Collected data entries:
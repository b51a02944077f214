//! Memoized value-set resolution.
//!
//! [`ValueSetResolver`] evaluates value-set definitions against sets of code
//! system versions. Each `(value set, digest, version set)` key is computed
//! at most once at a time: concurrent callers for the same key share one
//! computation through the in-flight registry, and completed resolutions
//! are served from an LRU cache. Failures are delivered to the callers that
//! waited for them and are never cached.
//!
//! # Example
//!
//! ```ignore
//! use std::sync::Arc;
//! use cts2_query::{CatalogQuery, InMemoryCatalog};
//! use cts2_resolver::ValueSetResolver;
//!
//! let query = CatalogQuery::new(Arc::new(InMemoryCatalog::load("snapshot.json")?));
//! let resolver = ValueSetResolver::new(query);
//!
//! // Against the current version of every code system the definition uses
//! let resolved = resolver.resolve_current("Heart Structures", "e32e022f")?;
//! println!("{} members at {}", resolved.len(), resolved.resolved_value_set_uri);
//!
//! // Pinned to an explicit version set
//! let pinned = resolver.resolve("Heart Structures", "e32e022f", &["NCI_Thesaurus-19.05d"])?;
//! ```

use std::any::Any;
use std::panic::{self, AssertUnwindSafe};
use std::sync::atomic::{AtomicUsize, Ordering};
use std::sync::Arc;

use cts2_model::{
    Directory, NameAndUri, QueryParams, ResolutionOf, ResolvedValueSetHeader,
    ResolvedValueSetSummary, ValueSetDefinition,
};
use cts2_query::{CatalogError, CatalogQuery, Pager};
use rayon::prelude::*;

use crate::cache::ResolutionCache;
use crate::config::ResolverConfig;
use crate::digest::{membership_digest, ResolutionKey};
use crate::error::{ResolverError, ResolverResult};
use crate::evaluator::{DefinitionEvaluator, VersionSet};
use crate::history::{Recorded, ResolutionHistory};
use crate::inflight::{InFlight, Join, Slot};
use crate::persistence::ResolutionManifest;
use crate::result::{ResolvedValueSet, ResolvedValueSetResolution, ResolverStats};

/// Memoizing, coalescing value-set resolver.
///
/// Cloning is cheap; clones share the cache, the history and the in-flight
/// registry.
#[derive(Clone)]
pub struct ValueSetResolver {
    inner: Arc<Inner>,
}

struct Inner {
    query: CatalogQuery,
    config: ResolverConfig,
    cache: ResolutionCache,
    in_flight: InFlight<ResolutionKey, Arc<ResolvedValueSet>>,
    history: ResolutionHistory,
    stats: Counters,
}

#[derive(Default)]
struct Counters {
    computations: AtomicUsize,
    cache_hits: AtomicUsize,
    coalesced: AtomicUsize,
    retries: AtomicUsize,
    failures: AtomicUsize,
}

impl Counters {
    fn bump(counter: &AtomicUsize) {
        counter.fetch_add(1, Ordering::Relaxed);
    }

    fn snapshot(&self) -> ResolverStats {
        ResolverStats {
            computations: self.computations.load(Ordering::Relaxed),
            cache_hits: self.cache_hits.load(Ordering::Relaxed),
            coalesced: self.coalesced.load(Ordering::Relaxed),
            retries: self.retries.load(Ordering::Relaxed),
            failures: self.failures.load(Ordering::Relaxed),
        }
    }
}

Instructions to follow:
Read the entries and pick out all lines that include the word "share".

Answer to this exercise:
//! at most once at a time: concurrent callers for the same key share one
/// Cloning is cheap; clones share the cache, the history and the in-flight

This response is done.